* **RAW DATA**:
........
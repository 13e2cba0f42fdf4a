use std::collections::HashMap;
use std::path::PathBuf;
use std::time::Duration;

use holiday_assistant::AssistantConfig;
mod common;

#[ctor::ctor]
fn _init() { common::init(); }

fn lookup(pairs: &[(&str, &str)]) -> impl Fn(&str) -> Option<String> {
    let map: HashMap<String, String> = pairs.iter().map(|(k, v)| (k.to_string(), v.to_string())).collect();
    move |key| map.get(key).cloned()
}

#[test]
fn config_defaults() {
    let c = AssistantConfig::new();
    assert_eq!(c.model, "llama3.1");
    assert_eq!(c.ollama_host, "http://localhost:11434");
    assert_eq!(c.max_tokens, 1024);
    assert_eq!(c.tools_path, PathBuf::from("assets/tools.json"));
    assert!(!c.use_online_sources);
    assert_eq!(c.request_timeout, Duration::from_secs(120));
}

#[test]
fn overrides_from_lookup() {
    let c = AssistantConfig::from_lookup(lookup(&[
        ("ASSISTANT_MODEL", "llama3.2"),
        ("OLLAMA_HOST", "http://gpu:11434/"),
        ("ASSISTANT_USE_ONLINE_SOURCES", "true"),
        ("ASSISTANT_MAX_TOKENS", "256"),
        ("ASSISTANT_REQUEST_TIMEOUT_SECS", "5"),
        ("HOLIDAY_API_URL", "http://mirror.local/"),
    ]));
    assert_eq!(c.model, "llama3.2");
    assert_eq!(c.ollama_host, "http://gpu:11434");
    assert_eq!(c.openai_api_base(), "http://gpu:11434/v1");
    assert!(c.use_online_sources);
    assert_eq!(c.max_tokens, 256);
    assert_eq!(c.request_timeout, Duration::from_secs(5));
    assert_eq!(c.holiday_api_url, "http://mirror.local");
}

#[test]
fn invalid_values_keep_defaults() {
    let c = AssistantConfig::from_lookup(lookup(&[
        ("ASSISTANT_MAX_TOKENS", "lots"),
        ("ASSISTANT_USE_ONLINE_SOURCES", "perhaps"),
        ("ASSISTANT_MODEL", "   "),
    ]));
    assert_eq!(c, AssistantConfig::default());
}
//! Closed tool registry: every callable tool is a [`ToolId`] variant with a typed handler.
//!
//! Adding a tool means adding a variant, its argument coercion and a match arm in
//! [`FunctionRegistry::dispatch`]; the compiler points at every place to update.

use std::fmt::{self, Display};
use std::sync::Arc;

use tracing::{debug, info};

use crate::error::TurnError;
use crate::holidays::{Holiday, HolidayProvider};
use crate::ollama::{ToolArguments, ToolCallRequest};

#[derive(Debug, Clone, Copy, PartialEq, Eq, Hash)]
pub enum ToolId {
    GetHolidays,
}

impl ToolId {
    pub const ALL: [ToolId; 1] = [ToolId::GetHolidays];

    pub fn name(self) -> &'static str {
        match self {
            ToolId::GetHolidays => "get_holidays",
        }
    }

    pub fn from_name(name: &str) -> Option<Self> {
        Self::ALL.into_iter().find(|id| id.name() == name)
    }
}

impl Display for ToolId {
    fn fmt(&self, f: &mut fmt::Formatter<'_>) -> fmt::Result {
        f.write_str(self.name())
    }
}

/// Typed arguments of `get_holidays`.
#[derive(Debug, Clone, PartialEq, Eq)]
pub struct HolidayArgs {
    pub state: String,
    pub year: i32,
    pub month: i64,
}

impl HolidayArgs {
    /// `Ok(None)` when any argument is absent, empty or zero: the call is skipped.
    /// `Err` when a non-empty `year`/`month` is not an integer (surrounding whitespace is allowed).
    /// A whitespace-only `state` is non-empty and is passed through unchanged.
    pub fn coerce(args: &ToolArguments) -> Result<Option<Self>, TurnError> {
        let state = present(args, "state").map(str::to_string);
        let year = parse_int(args, "year")?;
        let month = parse_int(args, "month")?;

        match (state, year, month) {
            (Some(state), Some(year), Some(month)) if year != 0 && month != 0 => {
                let year = i32::try_from(year).map_err(|_| TurnError::ArgumentCoercion {
                    argument: "year",
                    value: year.to_string(),
                })?;
                Ok(Some(Self { state, year, month }))
            }
            _ => Ok(None),
        }
    }
}

fn present<'a>(args: &'a ToolArguments, key: &str) -> Option<&'a str> {
    args.get(key).map(String::as_str).filter(|v| !v.is_empty())
}

fn parse_int(args: &ToolArguments, key: &'static str) -> Result<Option<i64>, TurnError> {
    present(args, key)
        .map(|raw| {
            raw.trim().parse::<i64>().map_err(|_| TurnError::ArgumentCoercion {
                argument: key,
                value: raw.to_string(),
            })
        })
        .transpose()
}

/// What a dispatched tool produced.
#[derive(Debug, Clone, PartialEq, Eq)]
pub enum ToolOutput {
    Holidays(Vec<Holiday>),
}

impl ToolOutput {
    pub fn is_empty(&self) -> bool {
        match self {
            ToolOutput::Holidays(items) => items.is_empty(),
        }
    }

    /// Text embedded in the follow-up prompt, e.g. `[25/12/2024 - Natal]`.
    pub fn render(&self) -> String {
        match self {
            ToolOutput::Holidays(items) => {
                let parts: Vec<String> = items.iter().map(|h| h.to_string()).collect();
                format!("[{}]", parts.join(", "))
            }
        }
    }
}

/// Result of offering one tool call to the registry.
#[derive(Debug, Clone, PartialEq, Eq)]
pub enum Dispatch {
    /// Name not in the registry
    Unregistered,
    /// Registered, but required arguments were absent
    Skipped(ToolId),
    /// Handler ran
    Completed(ToolId, ToolOutput),
}

/// Fixed name → handler table, built once per assistant.
#[derive(Clone)]
pub struct FunctionRegistry {
    holidays: Arc<dyn HolidayProvider>,
}

impl FunctionRegistry {
    pub fn new(holidays: Arc<dyn HolidayProvider>) -> Self {
        Self { holidays }
    }

    /// Coerce and, if complete, run the requested tool.
    ///
    /// `call.name` and `call.args` must already be checked for presence by the caller.
    pub fn dispatch(&self, call: &ToolCallRequest) -> Result<Dispatch, TurnError> {
        let (Some(name), Some(args)) = (call.name.as_deref(), call.args.as_ref()) else {
            return Ok(Dispatch::Unregistered);
        };
        let Some(id) = ToolId::from_name(name) else {
            debug!(target: "assistant", tool = name, "tool not registered, ignoring call");
            return Ok(Dispatch::Unregistered);
        };

        match id {
            ToolId::GetHolidays => {
                let Some(a) = HolidayArgs::coerce(args)? else {
                    info!(target: "assistant", tool = %id, args = ?args, "tool_call_skipped: missing arguments");
                    return Ok(Dispatch::Skipped(id));
                };
                let items = match u32::try_from(a.month) {
                    Ok(month) if (1..=12).contains(&month) => {
                        self.holidays.get_holidays(&a.state, a.year, month)?
                    }
                    _ => {
                        debug!(target: "assistant", month = a.month, "month out of range, no lookup");
                        Vec::new()
                    }
                };
                info!(target: "assistant", tool = %id, state = %a.state, year = a.year, month = a.month, found = items.len(), "tool_call_executed");
                Ok(Dispatch::Completed(id, ToolOutput::Holidays(items)))
            }
        }
    }
}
........
* **REQUIREMENT**:
Report, for the data above, every line in which the string "present" appears.

* **COMPLETED TASK**:
        let state = present(args, "state").map(str::to_string);
fn present<'a>(args: &'a ToolArguments, key: &str) -> Option<&'a str> {
    present(args, key)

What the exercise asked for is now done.